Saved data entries
◇ ◇ ◇ ◇ ◇

//! Scheduling seam
//!
//! The trigger engine never runs builds. It hands them to a [`BuildScheduler`]
//! and reads job settings from a [`JobCatalog`]. [`LocalScheduler`] is the
//! in-process implementation used by the server: it records builds in memory
//! and broadcasts them to listeners.

use async_trait::async_trait;
use chrono::{DateTime, Utc};
use serde::Serialize;
use std::collections::BTreeMap;
use std::sync::{Mutex, RwLock};
use tokio::sync::broadcast;
use tracing::info;

use crate::JobDefinition;
use crate::build::{Build, BuildStore};
use crate::cause::Cause;
use crate::error::{Result, TriggerError};
use crate::invoke::ParameterSet;
use crate::registry::JobId;

const BUILD_EVENT_CAPACITY: usize = 100;

/// Returned by the scheduler for every accepted build
#[derive(Debug, Clone, PartialEq, Eq, Serialize)]
pub struct BuildHandle {
    pub build_id: String,
    pub job: JobId,
    pub not_before: DateTime<Utc>,
}

/// Broadcast whenever a build is scheduled
#[derive(Debug, Clone, Serialize)]
pub struct BuildEvent {
    pub event_type: String,
    pub build_id: String,
    pub job: JobId,
    pub short_description: String,
    pub timestamp: String,
}

#[async_trait]
pub trait BuildScheduler: Send + Sync {
    /// Schedules `job` after `quiet_period_secs`, with `cause` as the audit
    /// record and `parameters` as its full parameter set.
    async fn schedule(
        &self,
        job: &JobId,
        quiet_period_secs: u64,
        cause: Cause,
        parameters: ParameterSet,
    ) -> Result<BuildHandle>;
}

/// Job configuration as the host knows it
pub trait JobCatalog: Send + Sync {
    fn job(&self, id: &JobId) -> Option<JobDefinition>;
}

pub struct LocalScheduler {
    jobs: RwLock<BTreeMap<JobId, JobDefinition>>,
    builds: Mutex<BuildStore>,
    events: broadcast::Sender<BuildEvent>,
}

impl LocalScheduler {
    pub fn new(jobs: &[JobDefinition], max_builds: usize) -> Self {
        let (events, _) = broadcast::channel(BUILD_EVENT_CAPACITY);
        let scheduler = Self {
            jobs: RwLock::new(BTreeMap::new()),
            builds: Mutex::new(BuildStore::new(max_builds)),
            events,
        };
        scheduler.replace_jobs(jobs);
        scheduler
    }

    /// Swaps in a freshly loaded job configuration.
    pub fn replace_jobs(&self, jobs: &[JobDefinition]) {
        let mut guard = self.jobs.write().unwrap_or_else(|p| p.into_inner());
        *guard = jobs.iter().map(|j| (j.id(), j.clone())).collect();
    }

    pub fn subscribe(&self) -> broadcast::Receiver<BuildEvent> {
        self.events.subscribe()
    }

    pub fn get_build(&self, id: &str) -> Option<Build> {
        let store = self.builds.lock().unwrap_or_else(|p| p.into_inner());
        store.get_build(id).cloned()
    }

    pub fn get_recent_builds(&self, limit: usize) -> Vec<Build> {
        let store = self.builds.lock().unwrap_or_else(|p| p.into_inner());
        store.get_recent_builds(limit)
    }

    pub fn get_builds_by_job(&self, job: &str, limit: usize) -> Vec<Build> {
        let store = self.builds.lock().unwrap_or_else(|p| p.into_inner());
        store.get_builds_by_job(job, limit)
    }

    pub fn build_count(&self) -> usize {
        self.builds.lock().unwrap_or_else(|p| p.into_inner()).len()
    }
}

impl JobCatalog for LocalScheduler {
    fn job(&self, id: &JobId) -> Option<JobDefinition> {
        let jobs = self.jobs.read().unwrap_or_else(|p| p.into_inner());
        jobs.get(id).cloned()
    }
}

#[async_trait]
impl BuildScheduler for LocalScheduler {
    async fn schedule(
        &self,
        job: &JobId,
        quiet_period_secs: u64,
        cause: Cause,
        parameters: ParameterSet,
    ) -> Result<BuildHandle> {
        let definition = self
            .job(job)
            .ok_or_else(|| TriggerError::scheduling(job.as_str(), "unknown job"))?;
        if !definition.enabled {
            return Err(TriggerError::scheduling(job.as_str(), "job is disabled"));
        }

        let build = Build::new(job.clone(), quiet_period_secs, cause, parameters);
        let handle = BuildHandle {
            build_id: build.id.clone(),
            job: job.clone(),
            not_before: build.not_before,
        };
        let event = BuildEvent {
            event_type: "scheduled".to_string(),
            build_id: build.id.clone(),
            job: job.clone(),
            short_description: build.short_description.clone(),
            timestamp: Utc::now().to_rfc3339(),
        };

        info!(
            "Scheduled build {} for job '{}': {}",
            build.id, job, build.short_description
        );
        {
            let mut store = self.builds.lock().unwrap_or_else(|p| p.into_inner());
            store.add_build(build);
        }
        // No subscribers is fine
        let _ = self.events.send(event);

        Ok(handle)
    }
}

◇ ◇ ◇ ◇ ◇

Each line above must be printed exactly as it appears.

- [Problem solution]:
//! Scheduling seam
//!
//! The trigger engine never runs builds. It hands them to a [`BuildScheduler`]
//! and reads job settings from a [`JobCatalog`]. [`LocalScheduler`] is the
//! in-process implementation used by the server: it records builds in memory
//! and broadcasts them to listeners.

use async_trait::async_trait;
use chrono::{DateTime, Utc};
use serde::Serialize;
use std::collections::BTreeMap;
use std::sync::{Mutex, RwLock};
use tokio::sync::broadcast;
use tracing::info;

use crate::JobDefinition;
use crate::build::{Build, BuildStore};
use crate::cause::Cause;
use crate::error::{Result, TriggerError};
use crate::invoke::ParameterSet;
use crate::registry::JobId;

const BUILD_EVENT_CAPACITY: usize = 100;

/// Returned by the scheduler for every accepted build
#[derive(Debug, Clone, PartialEq, Eq, Serialize)]
pub struct BuildHandle {
    pub build_id: String,
    pub job: JobId,
    pub not_before: DateTime<Utc>,
}

/// Broadcast whenever a build is scheduled
#[derive(Debug, Clone, Serialize)]
pub struct BuildEvent {
    pub event_type: String,
    pub build_id: String,
    pub job: JobId,
    pub short_description: String,
    pub timestamp: String,
}

#[async_trait]
pub trait BuildScheduler: Send + Sync {
    /// Schedules `job` after `quiet_period_secs`, with `cause` as the audit
    /// record and `parameters` as its full parameter set.
    async fn schedule(
        &self,
        job: &JobId,
        quiet_period_secs: u64,
        cause: Cause,
        parameters: ParameterSet,
    ) -> Result<BuildHandle>;
}

/// Job configuration as the host knows it
pub trait JobCatalog: Send + Sync {
    fn job(&self, id: &JobId) -> Option<JobDefinition>;
}

pub struct LocalScheduler {
    jobs: RwLock<BTreeMap<JobId, JobDefinition>>,
    builds: Mutex<BuildStore>,
    events: broadcast::Sender<BuildEvent>,
}

impl LocalScheduler {
    pub fn new(jobs: &[JobDefinition], max_builds: usize) -> Self {
        let (events, _) = broadcast::channel(BUILD_EVENT_CAPACITY);
        let scheduler = Self {
            jobs: RwLock::new(BTreeMap::new()),
            builds: Mutex::new(BuildStore::new(max_builds)),
            events,
        };
        scheduler.replace_jobs(jobs);
        scheduler
    }

    /// Swaps in a freshly loaded job configuration.
    pub fn replace_jobs(&self, jobs: &[JobDefinition]) {
        let mut guard = self.jobs.write().unwrap_or_else(|p| p.into_inner());
        *guard = jobs.iter().map(|j| (j.id(), j.clone())).collect();
    }

    pub fn subscribe(&self) -> broadcast::Receiver<BuildEvent> {
        self.events.subscribe()
    }

    pub fn get_build(&self, id: &str) -> Option<Build> {
        let store = self.builds.lock().unwrap_or_else(|p| p.into_inner());
        store.get_build(id).cloned()
    }

    pub fn get_recent_builds(&self, limit: usize) -> Vec<Build> {
        let store = self.builds.lock().unwrap_or_else(|p| p.into_inner());
        store.get_recent_builds(limit)
    }

    pub fn get_builds_by_job(&self, job: &str, limit: usize) -> Vec<Build> {
        let store = self.builds.lock().unwrap_or_else(|p| p.into_inner());
        store.get_builds_by_job(job, limit)
    }

    pub fn build_count(&self) -> usize {
        self.builds.lock().unwrap_or_else(|p| p.into_inner()).len()
    }
}

impl JobCatalog for LocalScheduler {
    fn job(&self, id: &JobId) -> Option<JobDefinition> {
        let jobs = self.jobs.read().unwrap_or_else(|p| p.into_inner());
        jobs.get(id).cloned()
    }
}

#[async_trait]
impl BuildScheduler for LocalScheduler {
    async fn schedule(
        &self,
        job: &JobId,
        quiet_period_secs: u64,
        cause: Cause,
        parameters: ParameterSet,
    ) -> Result<BuildHandle> {
        let definition = self
            .job(job)
            .ok_or_else(|| TriggerError::scheduling(job.as_str(), "unknown job"))?;
        if !definition.enabled {
            return Err(TriggerError::scheduling(job.as_str(), "job is disabled"));
        }

        let build = Build::new(job.clone(), quiet_period_secs, cause, parameters);
        let handle = BuildHandle {
            build_id: build.id.clone(),
            job: job.clone(),
            not_before: build.not_before,
        };
        let event = BuildEvent {
            event_type: "scheduled".to_string(),
            build_id: build.id.clone(),
            job: job.clone(),
            short_description: build.short_description.clone(),
            timestamp: Utc::now().to_rfc3339(),
        };

        info!(
            "Scheduled build {} for job '{}': {}",
            build.id, job, build.short_description
        );
        {
            let mut store = self.builds.lock().unwrap_or_else(|p| p.into_inner());
            store.add_build(build);
        }
        // No subscribers is fine
        let _ = self.events.send(event);

        Ok(handle)
    }
}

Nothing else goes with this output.